С романтической точки зрения все обыкновенное пошло. Для Пушкина, называющего себя «поэтом действительности», пошлы претензии на необычность — обычная же жизнь исполнена поэзии. Жить как все, жить счастливо — в этом, в простоте и прозе жизни — высокая поэзия. 10 февраля 1831 г. Пушкин писал Н. И. Кривцову, сообщая ему о вступлении в брак: «До сих пор я жил иначе как обыкновенно живут. Счастья мне не было. Il n'est de bonheur que dans les voies communes[127] . Мне за 30 лет.

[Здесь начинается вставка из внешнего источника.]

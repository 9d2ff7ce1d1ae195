/// Data models for tracked items and registered commands
///
/// `ItemRecord` maps to the `items` table; `RegisteredCommand` is the payload
/// handed to the command registry.

use serde::{Deserialize, Serialize};
use sqlx::FromRow;

/// One trackable thing: an installed application or a Finder-level bucket
#[derive(Debug, Clone, PartialEq, Eq, Serialize, Deserialize, FromRow)]
#[serde(rename_all = "camelCase")]
pub struct ItemRecord {
    pub id: String,
    pub title: String,
    pub name: String,
    pub path: String,
    #[serde(default)]
    pub is_bucket: bool,
    /// Set only by the user. Carried forward across refreshes.
    #[serde(default = "default_enabled")]
    pub enabled: bool,
}

fn default_enabled() -> bool {
    true
}

impl ItemRecord {
    /// A freshly observed application
    pub fn app(
        id: impl Into<String>,
        title: impl Into<String>,
        name: impl Into<String>,
        path: impl Into<String>,
    ) -> Self {
        Self {
            id: id.into(),
            title: title.into(),
            name: name.into(),
            path: path.into(),
            is_bucket: false,
            enabled: true,
        }
    }

    /// A freshly observed Finder-level bucket
    pub fn bucket(
        id: impl Into<String>,
        title: impl Into<String>,
        name: impl Into<String>,
        path: impl Into<String>,
    ) -> Self {
        Self {
            is_bucket: true,
            ..Self::app(id, title, name, path)
        }
    }
}

/// One invocable alias of a registered command
#[derive(Debug, Clone, PartialEq, Eq, Serialize, Deserialize)]
#[serde(tag = "type", rename_all = "snake_case")]
pub enum CommandAlias {
    /// Typed text that triggers the command
    Text { text: String },
    /// Offered when the focused window belongs to one of `apps`
    WindowMatch { label: String, apps: Vec<String> },
}

/// A quick-launch command as the registry stores it
#[derive(Debug, Clone, PartialEq, Eq, Serialize, Deserialize)]
pub struct RegisteredCommand {
    pub code: String,
    pub explanation: String,
    /// Path of the file whose icon represents the command
    pub icon: String,
    pub aliases: Vec<CommandAlias>,
}

/// Row shape of `registered_commands`
#[derive(Debug, Clone, FromRow)]
pub struct RegisteredCommandRow {
    pub code: String,
    pub explanation: String,
    pub icon: String,
    pub aliases: String, // JSON array
}

impl RegisteredCommandRow {
    pub fn into_command(self) -> Result<RegisteredCommand, serde_json::Error> {
        Ok(RegisteredCommand {
            code: self.code,
            explanation: self.explanation,
            icon: self.icon,
            aliases: serde_json::from_str(&self.aliases)?,
        })
    }
}

#[cfg(test)]
mod tests {
    use super::*;

    #[test]
    fn test_bucket_constructor() {
        let bucket = ItemRecord::bucket(
            "com.apple.LSSharedFileList.RecentDocuments.sfl2",
            "最近的文稿",
            "Finder.app",
            "/System/Library/CoreServices/Finder.app",
        );

        assert!(bucket.is_bucket);
        assert!(bucket.enabled);
    }

    #[test]
    fn test_item_json_defaults() {
        // Snapshots written before `enabled` existed still load as enabled
        let json = r#"{"id":"com.a","title":"A","name":"A.app","path":"/Applications/A.app"}"#;
        let item: ItemRecord = serde_json::from_str(json).unwrap();

        assert!(item.enabled);
        assert!(!item.is_bucket);
    }

    #[test]
    fn test_alias_tagging() {
        let alias = CommandAlias::WindowMatch {
            label: "Open".to_string(),
            apps: vec!["Safari.app".to_string()],
        };
        let json = serde_json::to_value(&alias).unwrap();

        assert_eq!(json["type"], "window_match");
        assert_eq!(json["apps"][0], "Safari.app");
    }
}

В тридцать лет люди обыкновенно женятся — я поступаю как люди, и вероятно не буду в том раскаиваться» (XIV, 150–151).
Это было, конечно, не стремление «поступать как люди», чтобы стать одним из тех,
«Обыденность» эта намного труднее романтической исключительности — в сфере каждодневного быта она выражала те же стремления, которые питали высокую простоту пушкинской поэзии 1830-х гг. Чтобы понять пушкинский идеал жизни и быта в эти годы, определивший в конечном счете и его решение жениться, необходимо коснуться ряда вопросов.

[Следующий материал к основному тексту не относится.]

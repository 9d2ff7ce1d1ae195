// Turns the raw list of installed apps into a lookup by bundle id
//
// The raw list comes straight out of a Spotlight query, so expect junk:
// missing ids, "(null)" ids, names without extensions.

use crate::db::ItemRecord;
use std::collections::HashMap;
use std::path::Path;

// What Spotlight prints when an attribute has no value
const NULL_SENTINELS: &[&str] = &["null", "(null)"];

/// One installed application as the OS reports it
#[derive(Debug, Clone, Default, PartialEq, Eq)]
pub struct RawApp {
    pub path: String,
    pub bundle_id: Option<String>,
    pub display_name: Option<String>,
}

pub struct AppIndexer;

impl AppIndexer {
    /// Build `lowercased bundle id -> ItemRecord`
    ///
    /// Entries without a usable bundle id are dropped. When two entries share
    /// a bundle id the later one wins.
    pub fn index(raw_apps: &[RawApp]) -> HashMap<String, ItemRecord> {
        let mut map = HashMap::with_capacity(raw_apps.len());

        for raw in raw_apps {
            let Some(id) = Self::normalized_id(raw.bundle_id.as_deref()) else {
                continue;
            };

            let name = file_name(&raw.path);
            if name.is_empty() {
                continue;
            }

            let label = raw
                .display_name
                .as_deref()
                .map(str::trim)
                .filter(|n| !n.is_empty() && !is_null(n))
                .unwrap_or(&name);
            let title = strip_extension(label).to_string();

            map.insert(id.clone(), ItemRecord::app(id, title, name, raw.path.clone()));
        }

        tracing::debug!(raw = raw_apps.len(), indexed = map.len(), "indexed installed apps");
        map
    }

    fn normalized_id(bundle_id: Option<&str>) -> Option<String> {
        let id = bundle_id?.trim();
        if id.is_empty() || is_null(id) {
            return None;
        }
        Some(id.to_lowercase())
    }
}

fn is_null(value: &str) -> bool {
    NULL_SENTINELS.contains(&value)
}

/// Last path component, tolerating trailing slashes
pub fn file_name(path: &str) -> String {
    Path::new(path.trim_end_matches('/'))
        .file_name()
        .and_then(|n| n.to_str())
        .unwrap_or("")
        .to_string()
}

/// Everything before the last `.`; names without one come back unchanged
pub fn strip_extension(name: &str) -> &str {
    match name.rfind('.') {
        Some(idx) => &name[..idx],
        None => name,
    }
}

Положение Пушкина к концу 1820-х гг. сделалось исключительно тяжелым. Отношение его с властями было двусмысленным и ложным. В кабинете царя в 1826 г. Пушкин определил для себя тактическую линию поведения с правительством, линию, которая обеспечивала ему сохранение собственного достоинства и которой он старался придерживаться все последующие годы. Линия эта состояла в предельной прямоте и откровенности в высказывании своих мыслей. Считая Николая I честным человеком, он полагал хитрости и лукавство ниже своего и его достоинства. Со своей стороны и царь сумел внушить поэту, что с ним ведут честную и открытую, хоть и не всегда приятную, игру. Однако в действительности все обстояло иначе: ни царь, ни Бенкендорф Пушкину не верили, видели в нем опасного и хитрого смутьяна, каждый шаг которого нуждается в надзоре. Обещанная ему свобода от цензуры[128] обернулась мелочной полицейской опекой Бенкендорфа. Свобода передвижения также оказалась мнимой: для любых отлучек из Петербурга надо было испрашивать разрешение. Пушкин оказался опутанным цепью слежки. Правительство использовало для наблюдения за ним и профессиональных литераторов типа Фаддея Булгарина, и полуграмотных агентов[129].

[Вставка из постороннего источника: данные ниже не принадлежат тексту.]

/// SQL query functions for database operations
///
/// The snapshot half is the persisted snapshot store: `load_snapshot` returns
/// the last committed collection and `save_snapshot` replaces it atomically.

use crate::db::models::*;
use crate::db::Database;
use crate::error::Result;
use chrono::Utc;

impl Database {
    /// Load the last committed snapshot, in the order it was saved
    ///
    /// Returns an empty list if nothing was ever saved.
    pub async fn load_snapshot(&self) -> Result<Vec<ItemRecord>> {
        let items = sqlx::query_as::<_, ItemRecord>(
            "SELECT id, title, name, path, is_bucket, enabled FROM items ORDER BY position ASC",
        )
        .fetch_all(self.pool())
        .await?;

        Ok(items)
    }

    /// Replace the committed snapshot
    ///
    /// Runs in one transaction, so a concurrent `load_snapshot` sees either the
    /// old collection or the new one, never a mix.
    pub async fn save_snapshot(&self, snapshot: &[ItemRecord]) -> Result<()> {
        let mut tx = self.pool().begin().await?;

        sqlx::query("DELETE FROM items").execute(&mut *tx).await?;

        for (position, item) in snapshot.iter().enumerate() {
            sqlx::query(
                r#"
                INSERT INTO items (id, position, title, name, path, is_bucket, enabled)
                VALUES (?, ?, ?, ?, ?, ?, ?)
                "#,
            )
            .bind(&item.id)
            .bind(position as i64)
            .bind(&item.title)
            .bind(&item.name)
            .bind(&item.path)
            .bind(item.is_bucket)
            .bind(item.enabled)
            .execute(&mut *tx)
            .await?;
        }

        sqlx::query(
            r#"
            INSERT INTO snapshot_meta (key, saved_at, item_count)
            VALUES (1, ?, ?)
            ON CONFLICT(key) DO UPDATE SET
                saved_at = excluded.saved_at,
                item_count = excluded.item_count
            "#,
        )
        .bind(Utc::now().to_rfc3339())
        .bind(snapshot.len() as i64)
        .execute(&mut *tx)
        .await?;

        tx.commit().await?;
        tracing::debug!(items = snapshot.len(), "snapshot saved");

        Ok(())
    }

    /// Get one tracked item by id
    pub async fn get_item(&self, id: &str) -> Result<Option<ItemRecord>> {
        let item = sqlx::query_as::<_, ItemRecord>(
            "SELECT id, title, name, path, is_bucket, enabled FROM items WHERE id = ?",
        )
        .bind(id)
        .fetch_optional(self.pool())
        .await?;

        Ok(item)
    }

    /// Flip the user-controlled `enabled` flag
    ///
    /// # Returns
    /// * `Ok(true)` - The item exists and was updated
    /// * `Ok(false)` - No item with this id
    pub async fn set_item_enabled(&self, id: &str, enabled: bool) -> Result<bool> {
        let result = sqlx::query("UPDATE items SET enabled = ? WHERE id = ?")
            .bind(enabled)
            .bind(id)
            .execute(self.pool())
            .await?;

        Ok(result.rows_affected() > 0)
    }

    /// Insert or overwrite a registered command
    pub async fn upsert_registered_command(&self, command: &RegisteredCommand) -> Result<()> {
        let aliases = serde_json::to_string(&command.aliases)?;

        sqlx::query(
            r#"
            INSERT INTO registered_commands (code, explanation, icon, aliases, updated_at)
            VALUES (?, ?, ?, ?, CURRENT_TIMESTAMP)
            ON CONFLICT(code) DO UPDATE SET
                explanation = excluded.explanation,
                icon = excluded.icon,
                aliases = excluded.aliases,
                updated_at = CURRENT_TIMESTAMP
            "#,
        )
        .bind(&command.code)
        .bind(&command.explanation)
        .bind(&command.icon)
        .bind(aliases)
        .execute(self.pool())
        .await?;

        Ok(())
    }

    /// Delete a registered command. Unknown codes are not an error.
    pub async fn delete_registered_command(&self, code: &str) -> Result<()> {
        sqlx::query("DELETE FROM registered_commands WHERE code = ?")
            .bind(code)
            .execute(self.pool())
            .await?;

        Ok(())
    }

    /// All registered commands whose code starts with `prefix`
    pub async fn get_registered_commands(&self, prefix: &str) -> Result<Vec<RegisteredCommand>> {
        let pattern = format!("{}%", prefix);

        let rows = sqlx::query_as::<_, RegisteredCommandRow>(
            "SELECT code, explanation, icon, aliases FROM registered_commands
             WHERE code LIKE ? ORDER BY code",
        )
        .bind(pattern)
        .fetch_all(self.pool())
        .await?;

        let mut commands = Vec::with_capacity(rows.len());
        for row in rows {
            commands.push(row.into_command()?);
        }

        Ok(commands)
    }
}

Недоверие со стороны царя, придирки и выговоры Бенкендорфа, доносы тайных агентов и грубые нападки критики, все более переходившей от литературных обвинений к намекам на политическую неблагонадежность, — все это, постоянно накаляя атмосферу, создало к началу 1830 г. обстановку исключительной остроты. Весьма сложными сделались отношения Пушкина с молодыми литераторами, получившими известность уже после 14 декабря.
После разгрома политической оппозиции общественная роль литературы неизмеримо возросла: она осталась, по существу, единственной областью, в которой находило себе выход быстро развивавшееся самосознание русского общества. Одновременно быстро росли число читателей и массовость распространения литературы, росла и денежная заинтересованность писателей в успехе их произведений.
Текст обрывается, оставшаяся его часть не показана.